In fact, one incident I remember so clearly happened when I first attended mom’s Church with Maya. We sat at the back where the ushers stick all the people who have children so we won’t distract others during the service. On the side, two boys were playing. About 5 to 6 years of age. Maya kept going up to them to play and I kept dragging her back. She was only 2 years old at the time and very stubborn. She kept finding her way back to them. So I decided to just keep my eye on her instead.
It was first Sunday of the month- Thanksgiving Sunday and time to give an offering. I watched the Ushers as they guided people out of their seats in a very organised fashion, directing them towards the alter to drop their offering envelope in the basket as they danced their way back to their seats. One man dancing his way back to his seat came past where me and mom sat. He noticed Maya with the two boys and went straight up to her, carried her and started walking away with her. Startled, my mom instincts kicked in and I rushed towards him and was about to fly kick this man in the middle of church but by the time I got to him he had put her down.
‘Oh, is this your child?’ he said as he looked from me to Maya, then back to me. I responded yes. To which he replied with a nervous laugh, ‘So sorry I thought he was Pastor’ s grandson. He looks so much like him.’
Breath in. Breathe out.
I had to ask God to give me strength! I told him it was ok, smiled, walked back to our seats keeping a firm grip on Maya. I didn’t even bother to correct him that Maya was female. I squeezed her in between me and mom and gave her some food to keep her mind temporarily occupied and her little Explorer feet from wondering. I looked at her. She was wearing pink and definitely had her earrings on. But she was still mistaken for a boy!

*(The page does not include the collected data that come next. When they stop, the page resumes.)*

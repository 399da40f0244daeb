use common::{CandleSequence, Color, Signal, StrategySignal};

use crate::voting::{majority, minority};
use crate::Strategy;

/// Length of the recurring market-structure cycle, in minutes.
pub const PHASE_CYCLE_MINUTES: u32 = 5;

/// When a strategy is allowed to fire.
#[derive(Debug, Clone, Copy, PartialEq, Eq)]
pub enum Gate {
    /// Only on bars whose clock minute satisfies `minute % 5 == phase`.
    Phase(u32),
    /// On every bar with enough history.
    Every,
}

impl Gate {
    fn admits(&self, minute: u32) -> bool {
        match self {
            Gate::Phase(phase) => minute % PHASE_CYCLE_MINUTES == *phase,
            Gate::Every => true,
        }
    }
}

/// Decision applied to the colors read from a strategy's window.
#[derive(Debug, Clone, Copy, PartialEq, Eq)]
pub enum Rule {
    Minority,
    Majority,
    /// Both reference bars share a color: follow it. Doji or mismatch is no trade.
    Repeat,
    /// Follow the color of the single bar in the window.
    Follow,
    /// One bar followed by three of the opposite color: bet against the run.
    TwinTowers,
    /// Seven bars of one color: bet on the reversal.
    Flip,
}

impl Rule {
    pub fn decide(&self, window: &[Color]) -> Signal {
        match self {
            Rule::Minority => minority(window),
            Rule::Majority => majority(window),
            Rule::Repeat | Rule::Follow => match window.split_first() {
                Some((first, rest)) if rest.iter().all(|c| c == first) => follow(*first),
                _ => Signal::None,
            },
            Rule::TwinTowers => match window.split_first() {
                Some((Color::Red, run)) if !run.is_empty() && all_are(run, Color::Green) => {
                    Signal::Put
                }
                Some((Color::Green, run)) if !run.is_empty() && all_are(run, Color::Red) => {
                    Signal::Call
                }
                _ => Signal::None,
            },
            Rule::Flip => {
                if window.is_empty() {
                    Signal::None
                } else if all_are(window, Color::Green) {
                    Signal::Put
                } else if all_are(window, Color::Red) {
                    Signal::Call
                } else {
                    Signal::None
                }
            }
        }
    }
}

fn follow(color: Color) -> Signal {
    match color {
        Color::Green => Signal::Call,
        Color::Red => Signal::Put,
        Color::Doji => Signal::None,
    }
}

fn all_are(colors: &[Color], target: Color) -> bool {
    colors.iter().all(|c| *c == target)
}

/// A deterministic color-pattern strategy described by its gate, window and rule.
#[derive(Debug, Clone)]
pub struct PatternStrategy {
    id: &'static str,
    name: String,
    gate: Gate,
    /// Distances back from the trigger bar, oldest first.
    offsets: &'static [usize],
    rule: Rule,
}

impl PatternStrategy {
    /// Replace the display name, keeping the identifier.
    pub fn with_name(mut self, name: impl Into<String>) -> Self {
        self.name = name.into();
        self
    }

    fn window(&self, candles: &CandleSequence, index: usize) -> Vec<Color> {
        self.offsets
            .iter()
            .map(|offset| candles.color(index - offset))
            .collect()
    }
}

impl Strategy for PatternStrategy {
    fn id(&self) -> &str {
        self.id
    }

    fn name(&self) -> &str {
        &self.name
    }

    fn min_history(&self) -> usize {
        self.offsets.iter().copied().max().unwrap_or(0)
    }

    fn evaluate(&self, candles: &CandleSequence) -> Vec<StrategySignal> {
        candles
            .candles()
            .iter()
            .enumerate()
            .skip(self.min_history())
            .filter(|(_, candle)| self.gate.admits(candle.minute()))
            .map(|(i, _)| {
                let window = self.window(candles, i);
                StrategySignal::new(i, self.rule.decide(&window), window)
            })
            .collect()
    }
}

// ─── The catalog ──────────────────────────────────────────────────────────────

/// `(id, display name, gate, offsets oldest first, rule)` for every strategy.
const CATALOG: [(&str, &str, Gate, &[usize], Rule); 10] = [
    ("mhi1", "MHI 1", Gate::Phase(4), &[2, 1, 0], Rule::Minority),
    ("mhi2", "MHI 2", Gate::Phase(0), &[3, 2, 1], Rule::Minority),
    ("mhi3", "MHI 3", Gate::Phase(1), &[4, 3, 2], Rule::Minority),
    ("r7", "R7", Gate::Phase(0), &[7, 6], Rule::Repeat),
    ("torres_gemeas", "Torres Gemeas", Gate::Every, &[3, 2, 1, 0], Rule::TwinTowers),
    ("padrao_3x1", "Padrão 3x1", Gate::Phase(3), &[3, 2, 1], Rule::Minority),
    ("padrao_23", "Padrão 23", Gate::Phase(0), &[0], Rule::Follow),
    ("tres_mosqueteiros", "Três Mosqueteiros", Gate::Phase(2), &[2, 1, 0], Rule::Majority),
    ("melhor_de_3", "Melhor de 3", Gate::Phase(0), &[4, 3, 2], Rule::Majority),
    ("seven_flip", "Seven Flip", Gate::Every, &[6, 5, 4, 3, 2, 1, 0], Rule::Flip),
];

/// Identifiers of every catalog strategy, in presentation order.
pub fn catalog_ids() -> impl Iterator<Item = &'static str> {
    CATALOG.iter().map(|(id, ..)| *id)
}

/// Look up a catalog strategy by identifier.
pub fn by_id(id: &str) -> Option<PatternStrategy> {
    CATALOG
        .iter()
        .find(|(candidate, ..)| *candidate == id)
        .map(|&(id, name, gate, offsets, rule)| PatternStrategy {
            id,
            name: name.to_string(),
            gate,
            offsets,
            rule,
        })
}

/// Every catalog strategy, in presentation order.
pub fn catalog() -> Vec<PatternStrategy> {
    catalog_ids().filter_map(by_id).collect()
}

It was now 07:04. As we raced to the door to get out of the house in time for Nursery, I looked at Maya’s full head of hair. The softest afro God could crown a girl with. Brown in colour, reflecting hints of gold under the morning rays of sun. She will never remember all the cases of mistaken identity or that there was ever a time she was more or less bald. But don’t you worry sunshine. One day, you will be old enough for me to share these stories with you. And we can both have a laugh about your hair journey too.